What is an LLC?

The requirements to form an LLC are the steps you will have to take to form an LLC, or limited liability company, in the state you wish to form it. There may be some variance in procedure from state to state, but in general, the LLC formation process is the same in all states. The three key steps are:

  1. Choose an LLC name.
  2. Get a registered agent.
  3. File Articles of Organization.

You may also be required to publish a public notice and file annual reports (sometimes with fees) in some states, and depending on your field of business, licenses and/or permits may be necessary. Setting up an operating agreement is also recommended, though rarely required.

Obtain an LLC Name

The first step to forming an LLC is to select an LLC name. The basic requirements for an LLC name, regardless of state, are:

  • That it be original.
  • That it have the phrase “Limited Liability Company,” or some variation thereof, in it.
  • That it not have any forbidden or restricted terms, unless authorized to have them.

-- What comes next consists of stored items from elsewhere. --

use chrono::Utc;
use sqlx::SqlitePool;

use super::SqliteInitError;

/// Runs a single, consolidated migration for the current schema.
///
/// Creates the full schema (topics, subtopics, and indexes).
pub async fn run_migrations(pool: &SqlitePool) -> Result<(), SqliteInitError> {
    async fn is_applied(pool: &SqlitePool, version: i64) -> Result<bool, sqlx::Error> {
        let row = sqlx::query("SELECT 1 FROM schema_migrations WHERE version = ?1")
            .bind(version)
            .fetch_optional(pool)
            .await?;
        Ok(row.is_some())
    }

    sqlx::query(
        r"
            CREATE TABLE IF NOT EXISTS schema_migrations (
                version INTEGER PRIMARY KEY,
                applied_at TEXT NOT NULL
            );
            ",
    )
    .execute(pool)
    .await?;

    // Version 1: full schema.
    if !is_applied(pool, 1).await? {
        let mut tx = pool.begin().await?;

        sqlx::query(
            r"
                CREATE TABLE IF NOT EXISTS topics (
                    id INTEGER PRIMARY KEY,
                    owner_id TEXT,
                    title TEXT NOT NULL,
                    created_at TEXT NOT NULL
                );
            ",
        )
        .execute(&mut *tx)
        .await?;

        sqlx::query(
            r"
                CREATE TABLE IF NOT EXISTS subtopics (
                    id INTEGER PRIMARY KEY,
                    topic_id INTEGER NOT NULL,
                    owner_id TEXT,
                    title TEXT NOT NULL,
                    description TEXT NOT NULL,
                    checked INTEGER NOT NULL DEFAULT 0 CHECK (checked IN (0, 1)),
                    bookmarked INTEGER NOT NULL DEFAULT 0 CHECK (bookmarked IN (0, 1)),
                    image_ref TEXT,
                    created_at TEXT NOT NULL,
                    FOREIGN KEY (topic_id) REFERENCES topics(id) ON DELETE CASCADE
                );
            ",
        )
        .execute(&mut *tx)
        .await?;

        sqlx::query(
            r"
                CREATE INDEX IF NOT EXISTS idx_subtopics_topic
                    ON subtopics(topic_id, id);
            ",
        )
        .execute(&mut *tx)
        .await?;

        sqlx::query(
            r"
                CREATE INDEX IF NOT EXISTS idx_topics_owner
                    ON topics(owner_id);
            ",
        )
        .execute(&mut *tx)
        .await?;

        sqlx::query(
            r"
                CREATE INDEX IF NOT EXISTS idx_subtopics_owner
                    ON subtopics(owner_id);
            ",
        )
        .execute(&mut *tx)
        .await?;

        sqlx::query(
            r"
                INSERT INTO schema_migrations (version, applied_at)
                VALUES (?1, ?2)
                ON CONFLICT(version) DO NOTHING
            ",
        )
        .bind(1_i64)
        .bind(Utc::now())
        .execute(&mut *tx)
        .await?;

        tx.commit().await?;
        tracing::info!("applied schema migration 1");
    }

    Ok(())
}
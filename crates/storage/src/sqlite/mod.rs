use std::sync::Arc;
use std::time::Duration;

use sqlx::{SqlitePool, sqlite::SqlitePoolOptions};
use thiserror::Error;

use crate::feed::StoreFeeds;
use crate::repository::{Storage, SubtopicRepository, TopicRepository};

mod mapping;
mod migrate;
mod subtopic_repo;
mod topic_repo;

#[derive(Clone)]
pub struct SqliteRepository {
    pool: SqlitePool,
    feeds: StoreFeeds,
}

#[derive(Debug, Error)]
#[non_exhaustive]
pub enum SqliteInitError {
    #[error(transparent)]
    Sqlx(#[from] sqlx::Error),
}

impl SqliteRepository {
    /// Connect to `SQLite` using the given URL.
    ///
    /// # Errors
    ///
    /// Returns `SqliteInitError` if the connection cannot be established or if
    /// enforcing foreign key constraints fails during setup.
    pub async fn connect(database_url: &str) -> Result<Self, SqliteInitError> {
        let pool = SqlitePoolOptions::new()
            .max_connections(5)
            .acquire_timeout(Duration::from_secs(5))
            .after_connect(|conn, _meta| {
                Box::pin(async move {
                    sqlx::query("PRAGMA foreign_keys = ON;")
                        .execute(&mut *conn)
                        .await?;
                    sqlx::query("PRAGMA journal_mode = WAL;")
                        .execute(&mut *conn)
                        .await?;
                    sqlx::query("PRAGMA busy_timeout = 5000;")
                        .execute(&mut *conn)
                        .await?;
                    Ok(())
                })
            })
            .connect(database_url)
            .await?;
        Ok(Self {
            pool,
            feeds: StoreFeeds::new(),
        })
    }

    #[must_use]
    pub fn pool(&self) -> &SqlitePool {
        &self.pool
    }

    #[must_use]
    pub fn feeds(&self) -> &StoreFeeds {
        &self.feeds
    }

    /// Create tables if they do not exist.
    ///
    /// # Errors
    ///
    /// Returns `SqliteInitError` if migration queries fail.
    pub async fn migrate(&self) -> Result<(), SqliteInitError> {
        migrate::run_migrations(&self.pool).await
    }
}

impl Storage {
    /// Build a `Storage` backed by `SQLite`.
    ///
    /// # Errors
    ///
    /// Returns `SqliteInitError` if connection or migrations cannot be
    /// completed.
    pub async fn sqlite(database_url: &str) -> Result<Self, SqliteInitError> {
        let repo = SqliteRepository::connect(database_url).await?;
        repo.migrate().await?;
        let feeds = repo.feeds().clone();
        let topics: Arc<dyn TopicRepository> = Arc::new(repo.clone());
        let subtopics: Arc<dyn SubtopicRepository> = Arc::new(repo);
        Ok(Self {
            topics,
            subtopics,
            feeds,
        })
    }
}

#[cfg(test)]
mod tests {
    use super::*;

    #[test]
    fn repository_is_send_sync() {
        fn assert_send_sync<T: Send + Sync>() {}
        assert_send_sync::<SqliteRepository>();
    }
}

To see if your LLC name meets these requirements, simply conduct a search for it in your state’s LLC name database. The database will inform you if your name is taken or if it contains terms that cannot be used. Once you have  found a name that works, you can register it when filing the Articles of Organization. Some states do allow you to reserve it for a fee, however.

Get a Registered Agent

A registered agent is an individual or a business that represents your LLC in the accepting and serving of legal papers. A registered agent must be a resident of the state in which your LLC is registered or be a business authorized to operate in your state. Either entity must also have a physical address in the state.

Publish a Public Notice

Some states require LLCs to publish a public notice of their existence several times in their local paper before filing their Articles of Organization. Once the notices have been published, an affidavit of publication should be submitted to the LLC filing office. Your local paper should be able to assist you in completing this step.

File Articles of Organization

The Articles of Organization are a legal document which provide the state with basic information concerning your LLC. Such information includes:

  • The address and name of your LLC.
  • The address and name of the LLC’s registered agent.
  • The name(s) and signature(s) of the LLC owners.

This document should be filed with the Secretary of State or appropriate office either online, through the mail, or by fax. Depending on the state, a filing fee varying from $40 to $900 will be required.

Once the Articles of Organization are approved, a certificate or document of acknowledgment will be issued to confirm your LCC’s formal existence.

File Annual Reports and Fees

Some states will require annual paperwork documenting the state of your business. Some may require filing fees as well. An extreme example of this is California, where there is an $800 LLC tax annually, plus a $900 to $11,760 annual fee relative to an LLC’s annual income that exceeds $250,000. Other states have much lower fees, and some do not have any, but it may be a good idea to document your business proceedings nonetheless.

Obtain Permits and/or Licenses

Depending on where your business is located and what kind of business it is engaged in, permits and/or licenses may be necessary before you can go into business. Your business will need to acquire these to meet all federal, state, and local requirements. The U.S. Small Business Administration can be helpful in making sure you are in good standing here.

Form an Operating Agreement

Forming an operating agreement is rarely required, but it is highly recommended. The operating agreement will set out the internal rules that govern your LLC, and it may be as basic or complex as is deemed necessary. Issues that may be covered include:

  • The responsibilities and rights of the members.
  • The voting power of the members.
  • The distribution of losses and profits to the members.
  • The management structure of the LLC (member managed or manager managed).
  • The manner in which meetings and votes will be conducted.

An operating agreement allows you to tailor the structure of your business to your liking (thus avoiding the state’s default rules), strengthen limited liability, and avoid disputes amongst members by setting out specific rules of conduct, and is thus highly desirable.